そう思って冷静な脳がようやく活性化した後、もう一つ可笑しなことに気づく……。
「……寒ッ!!」
思わず口に出して、身震いする。咄嗟に腕の二の腕辺りをさすった。
まだ10月というのに、ここまで寒かっただろうかと疑問に思う。
いや、それはまぁ夏に比べれば肌寒いのだが……。
と、そこで思考が止まった。何かが可笑しい事に気づく。
「…………ん?」
さすった腕に……違和感がある。
いつもなら、上下黒の長そでのジャージを着ているのだが、さすった部分に……服はない。

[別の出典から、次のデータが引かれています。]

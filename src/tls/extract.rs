//! Certificate extraction utilities.

use anyhow::{anyhow, Context, Result};
use sha2::{Digest, Sha256};
use x509_parser::extensions::{GeneralName, ParsedExtension};

/// Human-readable fields of one X.509 certificate.
#[derive(Debug, Clone, PartialEq, Eq)]
pub struct CertificateDetails {
    /// Subject distinguished name.
    pub subject: String,
    /// Issuer distinguished name.
    pub issuer: String,
    /// X.509 version as printed by OpenSSL (1, 2 or 3).
    pub version: u32,
    /// Serial number as colon-separated hex.
    pub serial_number: String,
    /// Signature algorithm (`sha256WithRSAEncryption`).
    pub signature_algorithm: String,
    /// Subject public key algorithm (`RSA`, `ECDSA`).
    pub public_key_algorithm: String,
    /// Validity start in RFC 2822 form.
    pub not_before: String,
    /// Validity end in RFC 2822 form.
    pub not_after: String,
    /// DNS names from the Subject Alternative Name extension.
    pub subject_alternative_names: Vec<String>,
    /// SHA-256 digest of the DER encoding, colon-separated upper-case hex.
    pub sha256_fingerprint: String,
}

/// Parses a DER certificate into [`CertificateDetails`].
///
/// # Errors
///
/// Returns an error if the DER cannot be parsed or its validity dates cannot be
/// rendered.
pub fn describe_certificate(der: &[u8]) -> Result<CertificateDetails> {
    let (_, cert) = x509_parser::parse_x509_certificate(der)
        .map_err(|e| anyhow!("Failed to parse certificate: {e}"))?;
    let tbs_cert = &cert.tbs_certificate;

    let not_before = tbs_cert
        .validity
        .not_before
        .to_rfc2822()
        .map_err(|e| anyhow!("RFC2822 conversion error for not_before: {}", e))?;
    let not_after = tbs_cert
        .validity
        .not_after
        .to_rfc2822()
        .map_err(|e| anyhow!("RFC2822 conversion error for not_after: {}", e))?;

    let sans = extract_certificate_sans(&cert).context("Failed to read SAN extension")?;

    Ok(CertificateDetails {
        subject: tbs_cert.subject.to_string(),
        issuer: tbs_cert.issuer.to_string(),
        version: tbs_cert.version.0 + 1,
        serial_number: tbs_cert.raw_serial_as_string(),
        signature_algorithm: signature_algorithm_name(
            &cert.signature_algorithm.algorithm.to_string(),
        ),
        public_key_algorithm: key_algorithm_name(
            &tbs_cert.subject_pki.algorithm.algorithm.to_string(),
        ),
        not_before,
        not_after,
        subject_alternative_names: sans,
        sha256_fingerprint: format_fingerprint(&Sha256::digest(der)),
    })
}

/// Formats digest bytes as colon-separated upper-case hex (`AB:CD:...`).
pub fn format_fingerprint(digest: &[u8]) -> String {
    digest
        .iter()
        .map(|b| format!("{b:02X}"))
        .collect::<Vec<_>>()
        .join(":")
}

/// Maps a public key algorithm OID to its name; unknown OIDs are returned as-is.
fn key_algorithm_name(oid: &str) -> String {
    match oid {
        "1.2.840.113549.1.1.1" => "RSA".to_string(),
        "1.2.840.10045.2.1" => "ECDSA".to_string(),
        "1.3.101.112" => "Ed25519".to_string(),
        "1.3.101.113" => "Ed448".to_string(),
        _ => oid.to_string(),
    }
}

/// Maps a signature algorithm OID to its OpenSSL long name; unknown OIDs are returned as-is.
fn signature_algorithm_name(oid: &str) -> String {
    match oid {
        "1.2.840.113549.1.1.5" => "sha1WithRSAEncryption".to_string(),
        "1.2.840.113549.1.1.10" => "rsassaPss".to_string(),
        "1.2.840.113549.1.1.11" => "sha256WithRSAEncryption".to_string(),
        "1.2.840.113549.1.1.12" => "sha384WithRSAEncryption".to_string(),
        "1.2.840.113549.1.1.13" => "sha512WithRSAEncryption".to_string(),
        "1.2.840.10045.4.3.2" => "ecdsa-with-SHA256".to_string(),
        "1.2.840.10045.4.3.3" => "ecdsa-with-SHA384".to_string(),
        "1.2.840.10045.4.3.4" => "ecdsa-with-SHA512".to_string(),
        "1.3.101.112" => "ED25519".to_string(),
        _ => oid.to_string(),
    }
}

/// Extracts DNS names from the Subject Alternative Name extension.
///
/// IP addresses, e-mail addresses and other name forms are ignored.
pub(crate) fn extract_certificate_sans(
    cert: &x509_parser::certificate::X509Certificate<'_>,
) -> Result<Vec<String>> {
    let mut sans = Vec::new();

    for ext in cert.extensions() {
        if let ParsedExtension::SubjectAlternativeName(san) = ext.parsed_extension() {
            for general_name in &san.general_names {
                if let GeneralName::DNSName(dns_name) = general_name {
                    sans.push(dns_name.to_string());
                }
            }
        }
    }

    Ok(sans)
}

#[cfg(test)]
mod tests {
    use super::*;

    #[test]
    fn test_format_fingerprint_is_colon_separated_upper_hex() {
        assert_eq!(format_fingerprint(&[0x0a, 0xbc, 0xff]), "0A:BC:FF");
        assert_eq!(format_fingerprint(&[]), "");
    }

    #[test]
    fn test_sha256_fingerprint_length() {
        let digest = Sha256::digest(b"not a certificate");
        let formatted = format_fingerprint(&digest);
        // 32 bytes -> 32 pairs of hex digits and 31 separators
        assert_eq!(formatted.len(), 32 * 2 + 31);
    }

    #[test]
    fn test_describe_certificate_rejects_garbage() {
        let err = describe_certificate(b"definitely not DER").unwrap_err();
        assert!(err.to_string().contains("Failed to parse certificate"));
    }

    #[test]
    fn test_algorithm_names() {
        assert_eq!(key_algorithm_name("1.2.840.113549.1.1.1"), "RSA");
        assert_eq!(key_algorithm_name("1.2.3.4"), "1.2.3.4");
        assert_eq!(
            signature_algorithm_name("1.2.840.10045.4.3.2"),
            "ecdsa-with-SHA256"
        );
        assert_eq!(
            signature_algorithm_name("1.2.840.113549.1.1.11"),
            "sha256WithRSAEncryption"
        );
    }
}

長そででなくても、普通なら二の腕辺りに温かい生地が存在するものだが、それもない。
……否、二の腕だけじゃない。黒川は腕全体はおろか、上半身に服というモノを着ていない。
「…………。」
冷静になったはずの脳がさらに冷めていく。そんな感じがした。
まるで思考を止めろと命じているように、脳から何やら不可解な信号が流れている。
そう、今までの記憶が全部流れてくるような————
「…………んッ……。」
そんな石像の如く固まった黒川の隣で、『何か』が蚊のような声を上げた。
布団の中でもぞもぞと動き、まるで『何か』が寝返りを打っているかの様だ。
ふと、黒川の身体がピクリと動いた。
否、ようやく動いた。おそるおそる、その『何か』に視線を向ける……。
「…………。」
隣に視線をやると、『何か』が寝ている。否、『誰か』が寝ている。
スウという穏やかな吐息をたて、今もまだ眠っている。
布団を被っているため顔は見えないが、唯一見えるのは、その綺麗な髪。
つやがあり、サラリとした長い黒色のロングヘアー。
そこから香る匂いは女性独特の魅力がある……気がする。
……黒川の額にドッと汗が垂れる。そうでなくても、そうするのだ。
先ほど流れてきた記憶が全て本当であるなら、きっとそうなのだろう。
覚悟を決めた黒川は、一度深呼吸をすると、ヒラリと布団の一部をめくった。
もぞもぞとしていた辺りをめくると、そこにはあら不思議。『誰か』が眠っていた。
綺麗な顔立ちをして、見る者すべてを魅了する程のモノ。
寝顔の効果もあってか、破壊力も抜群。一言で言うならば、天使だ。
ちなみに言っておこう。無論、黒川の隣で寝ていたであろう『誰か』は、女性だ。
そしてもう一つ付け足すなら、黒川の良く知る、良く知りすぎる人物だ……。
「…………。」
黒川は固まったまま、動けなかった。
一個人の男として、その寝顔に見惚れたというのもあるのだが、そうではない。
知っている人物であるからこそ、分かっていても驚きを隠せないのだ。
なにせ、目の前で穏やかに眠る女性は、水島愛奈その人なのだから……。
分かっていたのだが、それでも言葉は出てこない。
パクパクと餌を待ち構える鯉のような感じだったであろう。
……そしてもう一つ、黒川は確かねばならぬことがあった。
今しがた流れてきた記憶、今も鮮明に残る記憶の中に、もう一つ『思い出』がある。
それを確認しようと、もう一呼吸置いて、黒川はさらに布団をめくった……。
————そしてめくったその後数秒、黒川は言葉を失い、唖然とした……。
露わになる細い身体。綺麗で、白く妖精の様な輝きを放つ身体。
胸から湧き上がる熱い衝動、身体を火照る熱が身体を高ぶらせると同時に————
「————ッ!!!!!!」
黒川は鶏の鳴き声に負けない程の、近所に響く大声で発狂したのだった————。